Amanda went on. “You were important to him. He let you live here, after all. Not once, but twice.” When Dawson finally nodded, she set her glass aside. “Can I ask a question, though?”

“Anything.”

“What did the two of you talk about?”

“Cars. Engines. Transmissions. Sometimes we talked about the weather.”

“Must have been scintillating,” she cracked.

“You can’t imagine. But back then, I wasn’t much of a talker, either.”

She leaned toward him, suddenly purposeful. “All right. So now we both know about Tuck and you know about me. But I still don’t know about you.”

“Sure you do. I told you about me yesterday. I work on an oil rig? Live in a trailer out in the country? Still drive the same car? No dates?”

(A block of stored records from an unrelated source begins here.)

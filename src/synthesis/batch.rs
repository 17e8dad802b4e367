/*!
 * Batch synthesis processing.
 *
 * Fragments of one unit (a chapter title or a paragraph) are synthesized
 * concurrently with a cap on requests in flight. Completion order is
 * arbitrary, so every result carries its sequence index and the batch is
 * handed back in index order.
 */

use futures::stream::{self, StreamExt};
use log::{debug, error};
use std::sync::Arc;
use std::time::Instant;
use tokio::sync::Semaphore;

use crate::errors::SynthesisError;

use super::core::{FragmentRequest, SynthesisService, SynthesizedFragment};

/// Batch synthesizer for the fragments of one unit
#[derive(Clone, Debug)]
pub struct BatchSynthesizer {
    /// The synthesis service to use
    service: SynthesisService,

    /// Maximum number of concurrent requests
    max_concurrent_requests: usize,
}

impl BatchSynthesizer {
    /// Create a new batch synthesizer
    pub fn new(service: SynthesisService) -> Self {
        Self {
            max_concurrent_requests: service.max_concurrent_requests,
            service,
        }
    }

    pub fn service(&self) -> &SynthesisService {
        &self.service
    }

    /// Synthesize all fragments and return them in index order.
    ///
    /// The first fragment that exhausts its retries fails the whole batch.
    pub async fn synthesize_batch(&self, fragments: Vec<FragmentRequest>) -> Result<Vec<SynthesizedFragment>, SynthesisError> {
        if fragments.is_empty() {
            return Ok(Vec::new());
        }

        let total = fragments.len();
        let start_time = Instant::now();
        let semaphore = Arc::new(Semaphore::new(self.max_concurrent_requests));

        let mut results = stream::iter(fragments)
            .map(|fragment| {
                let service = self.service.clone();
                let semaphore = semaphore.clone();

                async move {
                    let index = fragment.index;
                    let result = match semaphore.acquire_owned().await {
                        Ok(_permit) => service.synthesize_fragment(fragment).await,
                        Err(_) => Err(SynthesisError::WorkerLost(index)),
                    };
                    (index, result)
                }
            })
            .buffer_unordered(self.max_concurrent_requests)
            .collect::<Vec<_>>()
            .await;

        // Sort results by index to restore concatenation order
        results.sort_by_key(|(index, _)| *index);

        let mut synthesized = Vec::with_capacity(total);
        for (index, result) in results {
            match result {
                Ok(fragment) => synthesized.push(fragment),
                Err(e) => {
                    error!("Fragment {} failed: {}", index, e);
                    return Err(e);
                }
            }
        }

        debug!("Synthesized {} fragments in {:?}", total, start_time.elapsed());
        Ok(synthesized)
    }
}
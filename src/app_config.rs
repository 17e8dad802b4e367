use anyhow::{anyhow, Context, Result};
use serde::{Deserialize, Serialize};
use std::default::Default;
use std::path::Path;

use crate::subtitle_processor::SubtitleFormat;

/// Application configuration module
/// This module handles the application configuration including loading,
/// validating and saving configuration settings.
/// Represents the application configuration
#[derive(Debug, Serialize, Deserialize, Clone, Default)]
pub struct Config {
    /// Speech service settings
    #[serde(default)]
    pub speech: SpeechConfig,

    /// Silence and transcoder settings
    #[serde(default)]
    pub audio: AudioConfig,

    /// Subtitle output settings
    #[serde(default)]
    pub subtitles: SubtitleConfig,

    /// Batch (multi-chapter) settings
    #[serde(default)]
    pub batch: BatchConfig,

    /// Log level
    #[serde(default)]
    pub log_level: LogLevel,
}

/// Speech service configuration
#[derive(Debug, Serialize, Deserialize, Clone)]
pub struct SpeechConfig {
    /// URL of the streaming synthesis endpoint
    #[serde(default = "default_speech_endpoint")]
    pub endpoint: String,

    /// Voice identifier, e.g. "en-US-AndrewNeural"
    #[serde(default = "default_voice")]
    pub voice: String,

    /// Maximum number of fragments in flight
    #[serde(default = "default_concurrent_requests")]
    pub concurrent_requests: usize,

    /// Attempts per fragment before giving up
    #[serde(default = "default_retry_count")]
    pub retry_count: u32,

    /// Fixed delay between attempts (in milliseconds)
    #[serde(default = "default_retry_backoff_ms")]
    pub retry_backoff_ms: u64,

    /// Request timeout in seconds
    #[serde(default = "default_timeout_secs")]
    pub timeout_secs: u64,
}

impl Default for SpeechConfig {
    fn default() -> Self {
        Self {
            endpoint: default_speech_endpoint(),
            voice: default_voice(),
            concurrent_requests: default_concurrent_requests(),
            retry_count: default_retry_count(),
            retry_backoff_ms: default_retry_backoff_ms(),
            timeout_secs: default_timeout_secs(),
        }
    }
}

/// Audio assembly configuration
#[derive(Debug, Serialize, Deserialize, Clone)]
pub struct AudioConfig {
    /// Silence after a chapter title and after each paragraph
    #[serde(default = "default_sentence_silence_ms")]
    pub sentence_silence_ms: u64,

    /// Extra silence after the last paragraph of a chapter
    #[serde(default = "default_chapter_silence_ms")]
    pub chapter_silence_ms: u64,

    /// Measure the audio of fragments that came back without word events
    /// and advance the subtitle timeline by that length
    #[serde(default = "default_true")]
    pub measure_silent_fragments: bool,

    /// ffmpeg binary
    #[serde(default = "default_ffmpeg")]
    pub ffmpeg_path: String,

    /// ffprobe binary
    #[serde(default = "default_ffprobe")]
    pub ffprobe_path: String,

    /// Timeout for a single transcoder call in seconds
    #[serde(default = "default_transcode_timeout_secs")]
    pub transcode_timeout_secs: u64,
}

impl Default for AudioConfig {
    fn default() -> Self {
        Self {
            sentence_silence_ms: default_sentence_silence_ms(),
            chapter_silence_ms: default_chapter_silence_ms(),
            measure_silent_fragments: default_true(),
            ffmpeg_path: default_ffmpeg(),
            ffprobe_path: default_ffprobe(),
            transcode_timeout_secs: default_transcode_timeout_secs(),
        }
    }
}

/// Subtitle output configuration
#[derive(Debug, Serialize, Deserialize, Clone, Default)]
pub struct SubtitleConfig {
    /// Output dialect
    #[serde(default)]
    pub format: SubtitleFormat,
}

/// Batch processing of exported chapters
#[derive(Debug, Serialize, Deserialize, Clone)]
pub struct BatchConfig {
    /// Number of chapter books narrated at the same time
    #[serde(default = "default_max_parallel_books")]
    pub max_parallel_books: usize,
}

impl Default for BatchConfig {
    fn default() -> Self {
        Self {
            max_parallel_books: default_max_parallel_books(),
        }
    }
}

/// Log verbosity level
#[derive(Debug, Serialize, Deserialize, Clone, PartialEq, Default)]
#[serde(rename_all = "lowercase")]
pub enum LogLevel {
    Error,
    Warn,
    #[default]
    Info,
    Debug,
    Trace,
}

impl LogLevel {
    // @returns: Matching log crate filter
    pub fn to_level_filter(&self) -> log::LevelFilter {
        match self {
            Self::Error => log::LevelFilter::Error,
            Self::Warn => log::LevelFilter::Warn,
            Self::Info => log::LevelFilter::Info,
            Self::Debug => log::LevelFilter::Debug,
            Self::Trace => log::LevelFilter::Trace,
        }
    }
}

fn default_speech_endpoint() -> String {
    "http://localhost:5050/v1/speech".to_string()
}

fn default_voice() -> String {
    "en-US-AndrewNeural".to_string()
}

fn default_concurrent_requests() -> usize {
    10
}

fn default_retry_count() -> u32 {
    3
}

fn default_retry_backoff_ms() -> u64 {
    3000 // fixed, not exponential
}

fn default_timeout_secs() -> u64 {
    60
}

fn default_sentence_silence_ms() -> u64 {
    1200
}

fn default_chapter_silence_ms() -> u64 {
    2800
}

fn default_ffmpeg() -> String {
    "ffmpeg".to_string()
}

fn default_ffprobe() -> String {
    "ffprobe".to_string()
}

fn default_transcode_timeout_secs() -> u64 {
    600
}

fn default_max_parallel_books() -> usize {
    4
}

fn default_true() -> bool {
    true
}

impl Config {
    /// Load configuration from a JSON file, or write the defaults there if it does not exist
    pub fn load_or_create<P: AsRef<Path>>(path: P) -> Result<(Self, bool)> {
        let path = path.as_ref();
        if path.exists() {
            let content = std::fs::read_to_string(path)
                .with_context(|| format!("Failed to open config file: {}", path.display()))?;
            let config: Config = serde_json::from_str(&content)
                .with_context(|| format!("Failed to parse config file: {}", path.display()))?;
            return Ok((config, false));
        }

        let config = Config::default();
        let config_json = serde_json::to_string_pretty(&config)
            .context("Failed to serialize default config to JSON")?;
        std::fs::write(path, config_json)
            .with_context(|| format!("Failed to write default config to file: {}", path.display()))?;
        Ok((config, true))
    }

    /// Validate the configuration for consistency and required values
    pub fn validate(&self) -> Result<()> {
        let endpoint = url::Url::parse(&self.speech.endpoint)
            .with_context(|| format!("Invalid speech endpoint: {}", self.speech.endpoint))?;
        if !matches!(endpoint.scheme(), "http" | "https") {
            return Err(anyhow!("Speech endpoint must be http or https: {}", endpoint));
        }

        validate_voice(&self.speech.voice)?;

        if self.speech.concurrent_requests == 0 {
            return Err(anyhow!("speech.concurrent_requests must be at least 1"));
        }
        if self.speech.retry_count == 0 {
            return Err(anyhow!("speech.retry_count must be at least 1"));
        }
        if self.batch.max_parallel_books == 0 {
            return Err(anyhow!("batch.max_parallel_books must be at least 1"));
        }
        if self.audio.ffmpeg_path.trim().is_empty() || self.audio.ffprobe_path.trim().is_empty() {
            return Err(anyhow!("ffmpeg and ffprobe paths must not be empty"));
        }

        Ok(())
    }
}

/// Voices are named `<lang>-<REGION>-<Name>`; the language part must be a real ISO 639 code
pub fn validate_voice(voice: &str) -> Result<()> {
    let mut parts = voice.splitn(3, '-');
    let (Some(lang), Some(region), Some(name)) = (parts.next(), parts.next(), parts.next()) else {
        return Err(anyhow!("Voice '{}' is not of the form <lang>-<REGION>-<Name>", voice));
    };
    if region.is_empty() || name.is_empty() {
        return Err(anyhow!("Voice '{}' is not of the form <lang>-<REGION>-<Name>", voice));
    }
    let lang = lang.to_lowercase();
    let known = match lang.len() {
        2 => isolang::Language::from_639_1(&lang),
        3 => isolang::Language::from_639_3(&lang),
        _ => None,
    };
    if known.is_none() {
        return Err(anyhow!("Voice '{}' has unknown language code '{}'", voice, lang));
    }
    Ok(())
}
/*!
 * Mock speech provider for testing.
 *
 * This module provides a provider that simulates different service behaviors:
 * - `MockSpeechProvider::working()` - Always succeeds with evenly spaced words
 * - `MockSpeechProvider::intermittent(n)` - Fails every nth request
 * - `MockSpeechProvider::failing()` - Always fails with an error
 * - `MockSpeechProvider::silent()` - Returns audio but no word boundaries
 *
 * The "audio" it writes is a single text line `speech:<ms>` so fake
 * transcoders in the tests can tell how long a fragment is.
 */

use async_trait::async_trait;
use parking_lot::Mutex;
use std::path::Path;
use std::sync::Arc;
use std::sync::atomic::{AtomicUsize, Ordering};

use crate::errors::ProviderError;
use crate::providers::{SpeechChunk, SpeechProvider, SpeechRequest, write_chunks};
use crate::timeline::{WordEvent, fragment_end};

/// Spacing between word starts of the default word clock (microseconds)
pub const DEFAULT_WORD_US: u64 = 500_000;

/// Spoken length of each word of the default word clock (microseconds)
pub const DEFAULT_SPOKEN_US: u64 = 400_000;

/// Behavior mode for the mock provider
#[derive(Debug, Clone, Copy, PartialEq)]
pub enum MockBehavior {
    /// Always succeeds; word k starts at k * word_us and lasts spoken_us
    Working { word_us: u64, spoken_us: u64 },
    /// Fails intermittently (every Nth request)
    Intermittent { fail_every: usize },
    /// Always fails with an error
    Failing,
    /// Produces neither audio nor events
    Empty,
    /// Produces audio but no word boundaries
    Silent,
    /// Simulates slow response (for concurrency testing)
    Slow { delay_ms: u64 },
}

/// Mock provider for testing synthesis behavior
#[derive(Debug)]
pub struct MockSpeechProvider {
    /// Behavior mode
    behavior: MockBehavior,
    /// Request counter for intermittent failures
    request_count: Arc<AtomicUsize>,
    /// Texts received, in arrival order
    requests: Arc<Mutex<Vec<String>>>,
    /// Custom event generator (optional)
    script: Option<fn(&str) -> Vec<WordEvent>>,
    /// Texts whose word events are withheld while their audio is kept
    muted: Option<fn(&str) -> bool>,
}

impl MockSpeechProvider {
    /// Create a new mock provider with the specified behavior
    pub fn new(behavior: MockBehavior) -> Self {
        Self {
            behavior,
            request_count: Arc::new(AtomicUsize::new(0)),
            requests: Arc::new(Mutex::new(Vec::new())),
            script: None,
            muted: None,
        }
    }

    /// Create a working mock provider with the default word clock
    pub fn working() -> Self {
        Self::new(MockBehavior::Working {
            word_us: DEFAULT_WORD_US,
            spoken_us: DEFAULT_SPOKEN_US,
        })
    }

    /// Create an intermittently failing mock provider
    pub fn intermittent(fail_every: usize) -> Self {
        Self::new(MockBehavior::Intermittent { fail_every: fail_every.max(1) })
    }

    /// Create a failing mock provider that always errors
    pub fn failing() -> Self {
        Self::new(MockBehavior::Failing)
    }

    /// Create a mock that returns nothing at all
    pub fn empty() -> Self {
        Self::new(MockBehavior::Empty)
    }

    /// Create a mock that returns audio without word boundaries
    pub fn silent() -> Self {
        Self::new(MockBehavior::Silent)
    }

    /// Create a working mock that sleeps before answering
    pub fn slow(delay_ms: u64) -> Self {
        Self::new(MockBehavior::Slow { delay_ms })
    }

    /// Set a custom event generator used by the succeeding behaviors
    pub fn with_script(mut self, script: fn(&str) -> Vec<WordEvent>) -> Self {
        self.script = Some(script);
        self
    }

    /// Withhold word events for texts matching `muted`
    pub fn with_muted(mut self, muted: fn(&str) -> bool) -> Self {
        self.muted = Some(muted);
        self
    }

    /// Number of synthesize calls so far
    pub fn call_count(&self) -> usize {
        self.request_count.load(Ordering::SeqCst)
    }

    /// Texts received so far
    pub fn requests(&self) -> Vec<String> {
        self.requests.lock().clone()
    }

    /// Events of the default word clock for a text
    pub fn word_clock(text: &str, word_us: u64, spoken_us: u64) -> Vec<WordEvent> {
        text.split_whitespace()
            .enumerate()
            .map(|(k, word)| WordEvent::new(k as u64 * word_us, spoken_us, word))
            .collect()
    }

    fn events_for(&self, text: &str) -> Vec<WordEvent> {
        if let Some(script) = self.script {
            return script(text);
        }
        match self.behavior {
            MockBehavior::Working { word_us, spoken_us } => Self::word_clock(text, word_us, spoken_us),
            _ => Self::word_clock(text, DEFAULT_WORD_US, DEFAULT_SPOKEN_US),
        }
    }

    async fn speak(&self, text: &str, audio_path: &Path) -> Result<Vec<WordEvent>, ProviderError> {
        let events = self.events_for(text);
        let audio = format!("speech:{}\n", fragment_end(&events) / 1_000).into_bytes();
        let mut chunks = vec![SpeechChunk::Audio(audio)];
        if !self.muted.is_some_and(|muted| muted(text)) {
            chunks.extend(events.into_iter().map(SpeechChunk::WordBoundary));
        }
        write_chunks(chunks, audio_path).await
    }
}

impl Clone for MockSpeechProvider {
    fn clone(&self) -> Self {
        Self {
            behavior: self.behavior,
            request_count: Arc::clone(&self.request_count),
            requests: Arc::clone(&self.requests),
            script: self.script,
            muted: self.muted,
        }
    }
}

#[async_trait]
impl SpeechProvider for MockSpeechProvider {
    async fn synthesize(&self, request: &SpeechRequest, audio_path: &Path) -> Result<Vec<WordEvent>, ProviderError> {
        let count = self.request_count.fetch_add(1, Ordering::SeqCst);
        self.requests.lock().push(request.text.clone());

        match self.behavior {
            MockBehavior::Working { .. } => self.speak(&request.text, audio_path).await,

            MockBehavior::Intermittent { fail_every } => {
                if count % fail_every == fail_every - 1 {
                    Err(ProviderError::ApiError {
                        message: format!("Simulated intermittent failure (request #{})", count + 1),
                        status_code: 503,
                    })
                } else {
                    self.speak(&request.text, audio_path).await
                }
            }

            MockBehavior::Failing => Err(ProviderError::ApiError {
                message: "Simulated provider failure".to_string(),
                status_code: 500,
            }),

            MockBehavior::Empty => write_chunks(Vec::new(), audio_path).await,

            MockBehavior::Silent => {
                let spoken = fragment_end(&self.events_for(&request.text));
                let audio = format!("speech:{}\n", spoken / 1_000).into_bytes();
                write_chunks(vec![SpeechChunk::Audio(audio)], audio_path).await
            }

            MockBehavior::Slow { delay_ms } => {
                tokio::time::sleep(tokio::time::Duration::from_millis(delay_ms)).await;
                self.speak(&request.text, audio_path).await
            }
        }
    }

    fn name(&self) -> &str {
        "mock"
    }
}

In a languid motion, Amanda draped her ponytail over one shoulder, the movement almost sensual. “Tell me something I don’t know,” she coaxed. “Something about you that no one knows. Something that would surprise me.”

“There’s not much to tell,” he said.

She scrutinized him. “Why don’t I believe you?”

Because, he thought, I could never hide anything from you. “I’m not sure,” he said instead.

She grew quiet at his answer, working through something else in her mind. “You said something yesterday that I’m curious about.” When he fixed her with a quizzical expression, she went on. “How did you know that Marilyn Bonner never remarried?”

“I just do.”

“Did Tuck tell you?”

“No.”

“Then how do you know?”

He laced his fingers together and leaned back in his rocker, knowing that if he didn’t answer, she’d simply ask again. In that, she hadn’t changed, either. “It’s probably better if I start from the beginning,” he said, sighing. He told her then about the Bonners — about his visit to Marilyn’s crumbling farmhouse so long ago, about the family’s years of struggle, that he’d begun sending them money anonymously when he got out of prison. And finally, that over the years he’d had private detectives report on the family’s welfare. When he finished, Amanda was quiet, visibly struggling with a response.